Native American activists in Nashville are urging Oracle to delay construction so archaeologists can dig.
They believe the tech company’s future River North campus will sit on what could be the site of Native American burials and artifacts.
Going back almost 12,000 years, American Indians lived, hunted and settled around downtown Nashville near the Cumberland River.
Tennessee’s archaeologist Phil Hodge says we don’t know much about the prehistoric tribe names or language.”We only know them through their material culture, through the artifacts that they discarded, and that we found a thousand years later,” he tells WPLN News.
This opportunity to learn about the past could be cut short if Oracle doesn’t dig and presses forward with building their large office campus.
Cherokee Indian activist Albert Bender says pausing to find Native artifacts could be a chance to display the findings for the public. “It will bring to the non-native population knowing the genius and advancement that these large Native American settlements,” he says. “How culturally advanced Native American people were a thousand years ago.”
It’s unclear if government regulations will force Oracle to do the thorough digging Bender wants.

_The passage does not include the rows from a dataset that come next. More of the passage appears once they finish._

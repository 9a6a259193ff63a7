//! Python module collection.
//!
//! Turns the paths given on the command line into the set of Python
//! modules a tool should check.

use crate::error::{AdapterError, Result};
use std::collections::BTreeSet;
use std::fs;
use std::path::{Path, PathBuf};

/// Directory names never descended into.
const SKIPPED_DIRS: &[&str] = &["__pycache__", "node_modules", "site-packages", "venv"];

/// Extensions treated as Python modules.
const PYTHON_EXTENSIONS: &[&str] = &["py", "pyi"];

/// The set of files handed to a tool.
#[derive(Debug, Clone, Default, PartialEq, Eq)]
pub struct FoundFiles {
    python_modules: BTreeSet<PathBuf>,
}

impl FoundFiles {
    /// Create an empty file set.
    pub fn new() -> Self {
        Self::default()
    }

    /// Collect Python modules from files and directories.
    ///
    /// Files are taken as given, whatever their extension. Directories are
    /// walked recursively, skipping hidden and well-known non-source
    /// directories.
    ///
    /// # Errors
    ///
    /// Returns `PathNotFound` if a path does not exist, or `Io` if a
    /// directory can't be read.
    pub fn collect<P: AsRef<Path>>(paths: &[P]) -> Result<Self> {
        let mut found = Self::new();

        for path in paths {
            let path = path.as_ref();
            let metadata = fs::metadata(path).map_err(|e| {
                if e.kind() == std::io::ErrorKind::NotFound {
                    AdapterError::PathNotFound {
                        path: path.to_path_buf(),
                    }
                } else {
                    AdapterError::Io(e)
                }
            })?;
            if metadata.is_dir() {
                found.walk(path)?;
            } else {
                found.add(path);
            }
        }

        tracing::debug!("Collected {} python modules", found.len());
        Ok(found)
    }

    /// Rewrite modules under `root` as paths relative to it.
    ///
    /// Modules outside `root` are kept as they are.
    pub fn relative_to(self, root: &Path) -> Self {
        self.python_modules
            .into_iter()
            .map(|path| match path.strip_prefix(root) {
                Ok(relative) if !relative.as_os_str().is_empty() => relative.to_path_buf(),
                _ => path,
            })
            .collect()
    }

    /// Add a single module.
    pub fn add(&mut self, path: impl Into<PathBuf>) {
        self.python_modules.insert(path.into());
    }

    /// Python modules in sorted order.
    pub fn python_modules(&self) -> impl Iterator<Item = &Path> {
        self.python_modules.iter().map(PathBuf::as_path)
    }

    pub fn len(&self) -> usize {
        self.python_modules.len()
    }

    pub fn is_empty(&self) -> bool {
        self.python_modules.is_empty()
    }

    fn walk(&mut self, dir: &Path) -> Result<()> {
        for entry in fs::read_dir(dir)? {
            let entry = entry?;
            let path = entry.path();
            let file_type = entry.file_type()?;

            if file_type.is_dir() {
                if !is_skipped_dir(&path) {
                    self.walk(&path)?;
                }
            } else if file_type.is_file() && is_python_module(&path) {
                self.add(path);
            }
        }
        Ok(())
    }
}

impl<P: Into<PathBuf>> FromIterator<P> for FoundFiles {
    fn from_iter<I: IntoIterator<Item = P>>(iter: I) -> Self {
        Self {
            python_modules: iter.into_iter().map(Into::into).collect(),
        }
    }
}

fn is_skipped_dir(path: &Path) -> bool {
    match path.file_name().and_then(|n| n.to_str()) {
        Some(name) => name.starts_with('.') || SKIPPED_DIRS.contains(&name),
        None => false,
    }
}

fn is_python_module(path: &Path) -> bool {
    path.extension()
        .and_then(|ext| ext.to_str())
        .is_some_and(|ext| PYTHON_EXTENSIONS.contains(&ext))
}

#[cfg(test)]
mod tests {
    use super::*;
    use tempfile::TempDir;

    fn touch(root: &Path, relative: &str) {
        let path = root.join(relative);
        fs::create_dir_all(path.parent().unwrap()).unwrap();
        fs::write(path, "").unwrap();
    }

    #[test]
    fn collects_python_files_recursively() {
        let temp = TempDir::new().unwrap();
        touch(temp.path(), "pkg/__init__.py");
        touch(temp.path(), "pkg/sub/mod.py");
        touch(temp.path(), "pkg/stubs.pyi");
        touch(temp.path(), "README.md");

        let found = FoundFiles::collect(&[temp.path()]).unwrap();

        assert_eq!(found.len(), 3);
        assert!(found
            .python_modules()
            .all(|p| p.extension().unwrap() != "md"));
    }

    #[test]
    fn skips_hidden_and_cache_dirs() {
        let temp = TempDir::new().unwrap();
        touch(temp.path(), "app.py");
        touch(temp.path(), ".venv/lib/site.py");
        touch(temp.path(), "__pycache__/app.py");
        touch(temp.path(), "venv/lib/x.py");

        let found = FoundFiles::collect(&[temp.path()]).unwrap();

        let modules: Vec<_> = found.python_modules().collect();
        assert_eq!(modules, vec![temp.path().join("app.py").as_path()]);
    }

    #[test]
    fn explicit_files_are_kept_as_given() {
        let temp = TempDir::new().unwrap();
        touch(temp.path(), "script");

        let found = FoundFiles::collect(&[temp.path().join("script")]).unwrap();

        assert_eq!(found.len(), 1);
    }

    #[test]
    fn modules_are_sorted_and_deduplicated() {
        let found: FoundFiles = ["b.py", "a.py", "b.py"].into_iter().collect();

        let modules: Vec<_> = found.python_modules().collect();
        assert_eq!(modules, vec![Path::new("a.py"), Path::new("b.py")]);
    }

    #[test]
    fn relative_to_strips_root() {
        let found: FoundFiles = ["/proj/pkg/a.py", "/elsewhere/b.py"].into_iter().collect();

        let relative = found.relative_to(Path::new("/proj"));

        let modules: Vec<_> = relative.python_modules().collect();
        assert_eq!(
            modules,
            vec![Path::new("/elsewhere/b.py"), Path::new("pkg/a.py")]
        );
    }

    #[test]
    fn missing_path_is_an_error() {
        let temp = TempDir::new().unwrap();
        let missing = temp.path().join("missing.py");

        let err = FoundFiles::collect(&[&missing]).unwrap_err();

        assert!(matches!(&err, AdapterError::PathNotFound { path } if path == &missing));
        assert!(err.to_string().contains("missing.py"));
    }
}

Hodge says in general private developments don’t require archaeological studies in Tennessee unless it uses federal funding, permits or licenses. In that case they have to follow the National Historic Preservation Act.
Tennessee requires all work to stop if burials are found.
The state says they’re planning to meet with Oracle to provide them more detailed information about potential archaeology at River North, the river and about a mile and a half in each direction. They also confirmed that the tech company has several environmental and cultural resource consultants who are studying the property at different degrees.
The company tells WPLN News they’ll work with the state archeologist to make sure there are no human remains on the property.
Several recent development projects have paused to allow time for digging. That helped us find Native pottery pieces while the Sounds Ballpark was being built.